REQUIRED ACTION> Across the entries below, determine how many lines include the word "anomaly". State only the resulting number.

GIVEN ENTRIES>

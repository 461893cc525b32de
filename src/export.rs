use crate::error::Result;
use crate::schema::{EnrichedSaleLine, FinancialSummary};
use log::{info, warn};
use std::fs::File;
use std::io::Write;
use std::path::Path;

const LEDGER_HEADERS: [&str; 18] = [
    "Category",
    "Product",
    "Quantity",
    "GrossValue",
    "Cash",
    "Debit",
    "Credit",
    "CashlessWallet",
    "Voucher",
    "SplitBill",
    "Other",
    "Discount",
    "UnitCost",
    "TotalCost",
    "TotalFee",
    "NetRevenue",
    "UnitMargin",
    "MarginPercent",
];

/// Serializes the enriched ledger as delimited text.
pub fn write_ledger_csv<W: Write>(writer: W, ledger: &[EnrichedSaleLine]) -> Result<()> {
    let mut csv_writer = csv::Writer::from_writer(writer);
    csv_writer.write_record(LEDGER_HEADERS)?;

    for row in ledger {
        let p = &row.line.payments;
        csv_writer.write_record([
            row.line.category.clone(),
            row.line.product.clone(),
            row.line.quantity.to_string(),
            format!("{:.2}", row.line.gross_value),
            format!("{:.2}", p.cash),
            format!("{:.2}", p.debit),
            format!("{:.2}", p.credit),
            format!("{:.2}", p.cashless_wallet),
            format!("{:.2}", p.voucher),
            format!("{:.2}", p.split_bill),
            format!("{:.2}", p.other),
            format!("{:.2}", row.line.discount),
            format!("{:.2}", row.unit_cost),
            format!("{:.2}", row.total_cost),
            format!("{:.2}", row.total_fee),
            format!("{:.2}", row.net_revenue),
            format!("{:.2}", row.unit_margin),
            format!("{:.2}", row.margin_percent),
        ])?;
    }

    csv_writer.flush()?;
    Ok(())
}

/// Serializes the summary as pretty-printed JSON.
pub fn write_summary_json<W: Write>(writer: W, summary: &FinancialSummary) -> Result<()> {
    serde_json::to_writer_pretty(writer, summary)?;
    Ok(())
}

pub fn ledger_file_name(period_label: &str) -> String {
    format!("margin_report_{}.csv", sanitize_label(period_label))
}

pub fn summary_file_name(period_label: &str) -> String {
    format!("margin_summary_{}.json", sanitize_label(period_label))
}

/// Best-effort snapshot of one run. Failures are swallowed: the computed
/// numbers have already been produced and saving this byproduct must never
/// make the call fail.
pub fn persist_snapshot(dir: &Path, summary: &FinancialSummary, ledger: &[EnrichedSaleLine]) {
    match try_persist_snapshot(dir, summary, ledger) {
        Ok(()) => info!(
            "Snapshot saved for period {} in {}",
            summary.period_label,
            dir.display()
        ),
        Err(err) => warn!("Snapshot for period {} not saved: {}", summary.period_label, err),
    }
}

fn try_persist_snapshot(
    dir: &Path,
    summary: &FinancialSummary,
    ledger: &[EnrichedSaleLine],
) -> Result<()> {
    let ledger_path = dir.join(ledger_file_name(&summary.period_label));
    write_ledger_csv(File::create(ledger_path)?, ledger)?;

    let summary_path = dir.join(summary_file_name(&summary.period_label));
    write_summary_json(File::create(summary_path)?, summary)?;

    Ok(())
}

/// Period labels are free-form text ("October/2024") and go into file
/// names; anything unsafe for a path becomes a dash.
fn sanitize_label(label: &str) -> String {
    let sanitized: String = label
        .trim()
        .chars()
        .map(|c| {
            if c.is_alphanumeric() || c == '-' || c == '_' {
                c
            } else {
                '-'
            }
        })
        .collect();

    if sanitized.is_empty() {
        "unlabeled".to_string()
    } else {
        sanitized
    }
}
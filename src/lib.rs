//! # Margin Engine
//!
//! A library for computing the monthly profit margin of a food-service
//! business from a raw point-of-sale export.
//!
//! ## Core Concepts
//!
//! - **Sales export**: the POS report (delimited text, modern spreadsheet,
//!   or a legacy binary spreadsheet with a markup-table fallback)
//! - **Phantom sale**: a fictitious sale recorded to mask a cash shortfall
//!   (a *pedalada*). Its value is excluded from real revenue, but its
//!   card-processing fee is a real cost
//! - **Variable-cost catalog**: per-product unit ingredient costs
//! - **Fixed-cost catalog**: monthly absolute costs; entries with the
//!   reserved percentage prefix are rates and stay out of the sum
//! - **Financial summary**: one fixed-field record per period, with
//!   break-even, contribution-margin and cost-of-goods KPIs
//!
//! ## Example
//!
//! ```rust,ignore
//! use margin_engine::MarginEngine;
//!
//! let engine = MarginEngine::new("variable_costs.csv", "fixed_costs.csv");
//! let report = engine.process_report("october.xlsx", "October/2024", 0.0, false)?;
//!
//! println!("real revenue: {:.2}", report.summary.gross_revenue_real);
//! println!("net profit:   {:.2}", report.summary.net_profit);
//! println!("break-even:   {:.2}", report.summary.break_even_revenue);
//! ```

pub mod anomaly;
pub mod cleaning;
pub mod comparative;
pub mod costing;
pub mod error;
pub mod export;
pub mod history;
pub mod ingestion;
pub mod kpi;
pub mod metrics;
pub mod schema;
pub mod summary;

pub use anomaly::{scan_phantom_sales, PhantomScan};
pub use cleaning::clean_sales;
pub use comparative::{percent_delta, MetricDelta, MonthOverMonth, GROWTH_FROM_ZERO_SENTINEL};
pub use costing::{join_costs, CostedSaleLine, UncostedProduct};
pub use error::{MarginEngineError, Result};
pub use export::{persist_snapshot, write_ledger_csv, write_summary_json};
pub use history::{HistoryRecord, HistoryStore};
pub use ingestion::{load_cost_catalog, load_fixed_costs, load_sales_table, SalesTable};
pub use kpi::{derive_kpis, KpiSet};
pub use metrics::enrich;
pub use schema::*;
pub use summary::build_summary;

use log::{debug, info};
use std::path::{Path, PathBuf};

/// The result of one processing call: the summary, the enriched per-product
/// ledger it was folded from, and the uncosted-product diagnostics.
#[derive(Debug, Clone)]
pub struct MonthlyReport {
    pub summary: FinancialSummary,
    pub ledger: Vec<EnrichedSaleLine>,
    pub uncosted_products: Vec<UncostedProduct>,
}

/// The engine holds nothing but the two catalog paths. Both catalogs are
/// re-read on every invocation, so concurrent calls for different periods
/// are safe: each call builds its own transient tables.
pub struct MarginEngine {
    variable_cost_path: PathBuf,
    fixed_cost_path: PathBuf,
}

impl MarginEngine {
    pub fn new<P: Into<PathBuf>, Q: Into<PathBuf>>(
        variable_cost_path: P,
        fixed_cost_path: Q,
    ) -> Self {
        Self {
            variable_cost_path: variable_cost_path.into(),
            fixed_cost_path: fixed_cost_path.into(),
        }
    }

    /// Runs the full pipeline for one period: ingest, clean, remove phantom
    /// sales, join costs, derive per-row figures, aggregate, derive KPIs.
    ///
    /// `manual_phantom_value` is the operator-supplied phantom amount for
    /// the period; auto-detected rows are added on top of it. When
    /// `persist_snapshot` is set the engine also writes its own per-run
    /// snapshot files to the current directory; snapshot failures are
    /// logged and swallowed. Any other stage failure aborts the call.
    pub fn process_report<P: AsRef<Path>>(
        &self,
        sales_path: P,
        period_label: &str,
        manual_phantom_value: f64,
        persist_snapshot: bool,
    ) -> Result<MonthlyReport> {
        let sales_path = sales_path.as_ref();
        info!(
            "Processing monthly report for period {} from {}",
            period_label,
            sales_path.display()
        );

        let table = ingestion::load_sales_table(sales_path)?;
        debug!("Ingested {} raw rows", table.len());

        self.process_table(&table, period_label, manual_phantom_value, persist_snapshot)
    }

    /// Same pipeline over an already-loaded table. Callers that cache their
    /// exports across interactions load once and hand the table in here;
    /// the engine itself never caches.
    pub fn process_table(
        &self,
        table: &SalesTable,
        period_label: &str,
        manual_phantom_value: f64,
        persist_snapshot: bool,
    ) -> Result<MonthlyReport> {
        let cost_catalog = ingestion::load_cost_catalog(&self.variable_cost_path)?;
        let fixed_costs = ingestion::load_fixed_costs(&self.fixed_cost_path)?;

        let lines = cleaning::clean_sales(table);
        let (lines, scan) = anomaly::scan_phantom_sales(lines);
        let (costed, uncosted_products) = costing::join_costs(lines, &cost_catalog);
        let ledger = metrics::enrich(costed);

        let mut summary = summary::build_summary(
            &ledger,
            &fixed_costs,
            &scan,
            manual_phantom_value,
            period_label,
        );
        kpi::derive_kpis(&summary).apply(&mut summary);

        if persist_snapshot {
            export::persist_snapshot(Path::new("."), &summary, &ledger);
        }

        Ok(MonthlyReport {
            summary,
            ledger,
            uncosted_products,
        })
    }
}

/// Convenience entry point for one-off calls.
pub fn process_monthly_report<P, Q, R>(
    sales_path: P,
    variable_cost_path: Q,
    fixed_cost_path: R,
    period_label: &str,
    manual_phantom_value: f64,
    persist_snapshot: bool,
) -> Result<MonthlyReport>
where
    P: AsRef<Path>,
    Q: Into<PathBuf>,
    R: Into<PathBuf>,
{
    MarginEngine::new(variable_cost_path, fixed_cost_path).process_report(
        sales_path,
        period_label,
        manual_phantom_value,
        persist_snapshot,
    )
}
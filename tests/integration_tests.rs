use anyhow::Result;
use margin_engine::{
    percent_delta, FinancialSummary, MarginEngine, MonthlyReport, GROWTH_FROM_ZERO_SENTINEL,
};
use std::path::{Path, PathBuf};

const SALES_HEADER: &str =
    "Category,Product,Quantity,GrossValue,Cash,Debit,Credit,CashlessWallet,Voucher,SplitBill,Other,Discount";

fn write_sales_csv(dir: &Path, rows: &[&str]) -> PathBuf {
    let path = dir.join("sales.csv");
    let mut content = String::from(SALES_HEADER);
    content.push('\n');
    for row in rows {
        content.push_str(row);
        content.push('\n');
    }
    std::fs::write(&path, content).unwrap();
    path
}

fn write_catalogs(dir: &Path, variable: &str, fixed: &str) -> (PathBuf, PathBuf) {
    let variable_path = dir.join("variable.csv");
    let fixed_path = dir.join("fixed.csv");
    std::fs::write(&variable_path, variable).unwrap();
    std::fs::write(&fixed_path, fixed).unwrap();
    (variable_path, fixed_path)
}

fn run(sales: &Path, variable: &Path, fixed: &Path, manual_phantom: f64) -> Result<MonthlyReport> {
    let engine = MarginEngine::new(variable, fixed);
    Ok(engine.process_report(sales, "October/2024", manual_phantom, false)?)
}

/// All non-timestamp summary fields as a comparable JSON value.
fn numeric_view(summary: &FinancialSummary) -> serde_json::Value {
    let mut value = serde_json::to_value(summary).unwrap();
    value.as_object_mut().unwrap().remove("processed_at");
    value
}

#[test]
fn test_per_row_net_revenue_identity() -> Result<()> {
    let dir = tempfile::tempdir()?;
    let sales = write_sales_csv(
        dir.path(),
        &[
            "Drinks,Cola,10,100.0,40.0,30.0,30.0,0,0,0,0,0",
            "Food,Burger,5,200.0,0,0,100.0,50.0,25.0,15.0,10.0,0",
            "Food,Pancake Combo,3,90.0,90.0,0,0,0,0,0,0,5.0",
        ],
    );
    let (variable, fixed) = write_catalogs(
        dir.path(),
        "Product,UnitCost\nCola,1.5\nBurger,8.0\nPancake Combo,6.0\n",
        "Name,Amount\nRent,100.0\n",
    );

    let report = run(&sales, &variable, &fixed, 0.0)?;

    assert_eq!(report.ledger.len(), 3);
    for row in &report.ledger {
        let expected =
            row.line.gross_value - f64::from(row.line.quantity) * row.unit_cost - row.total_fee;
        assert!(
            (row.net_revenue - expected).abs() < 1e-12,
            "net revenue identity broken for {}",
            row.line.product
        );
    }
    Ok(())
}

#[test]
fn test_zero_gross_rows_have_zero_margins() -> Result<()> {
    let dir = tempfile::tempdir()?;
    let sales = write_sales_csv(
        dir.path(),
        &[
            "Food,Freebie,2,0.0,0,0,0,0,0,0,0,0",
            "Food,Burger,5,200.0,200.0,0,0,0,0,0,0,0",
        ],
    );
    let (variable, fixed) = write_catalogs(
        dir.path(),
        "Product,UnitCost\nFreebie,3.0\nBurger,8.0\n",
        "Name,Amount\n",
    );

    let report = run(&sales, &variable, &fixed, 0.0)?;

    let freebie = report
        .ledger
        .iter()
        .find(|r| r.line.product == "Freebie")
        .unwrap();
    assert_eq!(freebie.unit_margin, 0.0);
    assert_eq!(freebie.margin_percent, 0.0);
    Ok(())
}

#[test]
fn test_real_plus_phantom_equals_system() -> Result<()> {
    let dir = tempfile::tempdir()?;
    let sales = write_sales_csv(
        dir.path(),
        &[
            "Drinks,Cola,10,100.0,100.0,0,0,0,0,0,0,0",
            "Other,Internal Kitchen Production,1,500.0,0,0,500.0,0,0,0,0,0",
            "Food,Burger,5,200.0,0,0,200.0,0,0,0,0,0",
        ],
    );
    let (variable, fixed) = write_catalogs(
        dir.path(),
        "Product,UnitCost\nCola,1.5\nBurger,8.0\n",
        "Name,Amount\nRent,100.0\n",
    );

    // Manual phantom value on top of the auto-detected row
    let report = run(&sales, &variable, &fixed, 150.0)?;
    let summary = &report.summary;

    assert!(
        (summary.gross_revenue_real + summary.phantom_value_total - summary.gross_revenue_system)
            .abs()
            < 1e-9
    );
    Ok(())
}

#[test]
fn test_auto_detection_scenario() -> Result<()> {
    let dir = tempfile::tempdir()?;
    let sales = write_sales_csv(
        dir.path(),
        &[
            "Drinks,Coca-Cola,10,100.0,100.0,0,0,0,0,0,0,0",
            "Other,Internal Kitchen Production,1,500.0,0,0,500.0,0,0,0,0,0",
            "Food,Burger,5,200.0,200.0,0,0,0,0,0,0,0",
            "Other,Internal Kitchen Production - Extra,1,100.0,0,0,0,0,0,0,100.0,0",
        ],
    );
    let (variable, fixed) = write_catalogs(
        dir.path(),
        "Product,UnitCost\nCoca-Cola,1.5\nBurger,8.0\n",
        "Name,Amount\nRent,100.0\n",
    );

    let report = run(&sales, &variable, &fixed, 0.0)?;
    let summary = &report.summary;

    assert!((summary.phantom_value_auto_detected - 600.0).abs() < 1e-9);
    assert!((summary.phantom_value_total - 600.0).abs() < 1e-9);
    assert!((summary.gross_revenue_system - 900.0).abs() < 1e-9);
    assert!((summary.gross_revenue_real - 300.0).abs() < 1e-9);

    assert_eq!(report.ledger.len(), 2);
    assert!(report
        .ledger
        .iter()
        .all(|r| !r.line.product.to_lowercase().contains("internal kitchen production")));

    // Removed rows still paid their processor fees: 500 credit + 100 other at 3%
    assert!((summary.fee_total_general - 18.0).abs() < 1e-9);
    Ok(())
}

#[test]
fn test_percentage_entries_never_count_as_fixed_costs() -> Result<()> {
    let dir = tempfile::tempdir()?;
    let sales = write_sales_csv(dir.path(), &["Food,Burger,5,200.0,200.0,0,0,0,0,0,0,0"]);
    let (variable, fixed) = write_catalogs(
        dir.path(),
        "Product,UnitCost\nBurger,8.0\n",
        "Name,Amount\n\
         Rent,5000.0\n\
         PERCENT_CARD_MACHINE,3.0\n\
         Payroll,12000.0\n\
         PERCENT_ACQUIRER_PROMO,1.5\n\
         Insurance,800.0\n",
    );

    let report = run(&sales, &variable, &fixed, 0.0)?;
    let summary = &report.summary;

    assert!((summary.fixed_cost_total - 17800.0).abs() < 1e-9);
    assert!(summary
        .fixed_costs_detail
        .keys()
        .all(|name| !name.starts_with("PERCENT_")));
    Ok(())
}

#[test]
fn test_break_even_is_zero_when_margin_not_positive() -> Result<()> {
    let dir = tempfile::tempdir()?;

    // Variable costs exceed revenue: contribution margin is negative
    let sales = write_sales_csv(dir.path(), &["Food,Burger,10,100.0,100.0,0,0,0,0,0,0,0"]);
    let (variable, fixed) = write_catalogs(
        dir.path(),
        "Product,UnitCost\nBurger,50.0\n",
        "Name,Amount\nRent,100.0\n",
    );
    let report = run(&sales, &variable, &fixed, 0.0)?;
    assert!(report.summary.contribution_margin_ratio < 0.0);
    assert_eq!(report.summary.break_even_revenue, 0.0);

    // No revenue at all: ratio is 0, break-even still 0
    let empty_sales = write_sales_csv(dir.path(), &[]);
    let report = run(&empty_sales, &variable, &fixed, 0.0)?;
    assert_eq!(report.summary.contribution_margin_ratio, 0.0);
    assert_eq!(report.summary.break_even_revenue, 0.0);
    Ok(())
}

#[test]
fn test_comparative_delta_branches() {
    assert_eq!(percent_delta(0.0, 0.0), 0.0);
    assert_eq!(percent_delta(42.0, 0.0), GROWTH_FROM_ZERO_SENTINEL);
    assert!((percent_delta(150.0, 100.0) - 50.0).abs() < 1e-9);
    assert!((percent_delta(75.0, 100.0) + 25.0).abs() < 1e-9);
}

#[test]
fn test_two_runs_are_bit_identical() -> Result<()> {
    let dir = tempfile::tempdir()?;
    let sales = write_sales_csv(
        dir.path(),
        &[
            "Drinks,Cola,10,100.37,50.11,25.13,25.13,0,0,0,0,0",
            "Other,Internal Kitchen Production,1,333.33,0,0,333.33,0,0,0,0,0",
            "Food,Burger,7,199.99,0,99.99,100.0,0,0,0,0,0",
        ],
    );
    let (variable, fixed) = write_catalogs(
        dir.path(),
        "Product,UnitCost\nCola,1.37\nBurger,8.05\n",
        "Name,Amount\nRent,5000.0\nPERCENT_CARD_MACHINE,3.0\n",
    );

    let first = run(&sales, &variable, &fixed, 77.77)?;
    let second = run(&sales, &variable, &fixed, 77.77)?;

    assert_eq!(numeric_view(&first.summary), numeric_view(&second.summary));
    assert_eq!(first.ledger, second.ledger);
    Ok(())
}

#[test]
fn test_markup_fallback_matches_csv_path() -> Result<()> {
    let dir = tempfile::tempdir()?;

    let sales_csv = write_sales_csv(
        dir.path(),
        &[
            "Drinks,Cola,10,1234.5,1234.5,0,0,0,0,0,0,0",
            "Food,Burger,5,200.0,0,0,200.0,0,0,0,0,0",
        ],
    );

    // The same data as a legacy POS export: an HTML table misnamed .xls,
    // numbers in decimal-comma / thousands-dot form.
    let markup = format!(
        "<html><body><table>\n<tr>{}</tr>\n\
         <tr><td>Drinks</td><td>Cola</td><td>10</td><td>1.234,50</td><td>1.234,50</td>\
         <td>0</td><td>0</td><td>0</td><td>0</td><td>0</td><td>0</td><td>0</td></tr>\n\
         <tr><td>Food</td><td>Burger</td><td>5</td><td>200,00</td><td>0</td><td>0</td>\
         <td>200,00</td><td>0</td><td>0</td><td>0</td><td>0</td><td>0</td></tr>\n\
         </table></body></html>",
        SALES_HEADER
            .split(',')
            .map(|h| format!("<th>{}</th>", h))
            .collect::<String>()
    );
    let sales_xls = dir.path().join("legacy.xls");
    std::fs::write(&sales_xls, markup)?;

    let (variable, fixed) = write_catalogs(
        dir.path(),
        "Product,UnitCost\nCola,1.5\nBurger,8.0\n",
        "Name,Amount\nRent,100.0\n",
    );

    let from_csv = run(&sales_csv, &variable, &fixed, 0.0)?;
    let from_markup = run(&sales_xls, &variable, &fixed, 0.0)?;

    assert_eq!(
        numeric_view(&from_csv.summary),
        numeric_view(&from_markup.summary)
    );
    Ok(())
}

#[test]
fn test_manual_phantom_rides_the_credit_channel() -> Result<()> {
    let dir = tempfile::tempdir()?;
    let sales = write_sales_csv(
        dir.path(),
        &[
            "Food,Burger,5,1000.0,0,0,1000.0,0,0,0,0,0",
            "Drinks,Cola,10,100.0,100.0,0,0,0,0,0,0,0",
        ],
    );
    let (variable, fixed) = write_catalogs(
        dir.path(),
        "Product,UnitCost\nBurger,8.0\nCola,1.5\n",
        "Name,Amount\n",
    );

    let report = run(&sales, &variable, &fixed, 400.0)?;
    let summary = &report.summary;

    assert!((summary.credit_gross - 1000.0).abs() < 1e-9);
    assert!((summary.credit_net - 600.0).abs() < 1e-9);
    assert!((summary.gross_revenue_real - 700.0).abs() < 1e-9);
    assert!((summary.phantom_fee - 12.0).abs() < 1e-9);
    // Fees stay charged on the gross credit amount
    assert!((summary.fee_credit_gross - 30.0).abs() < 1e-9);
    Ok(())
}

RESPONSE TO THIS TASK> 3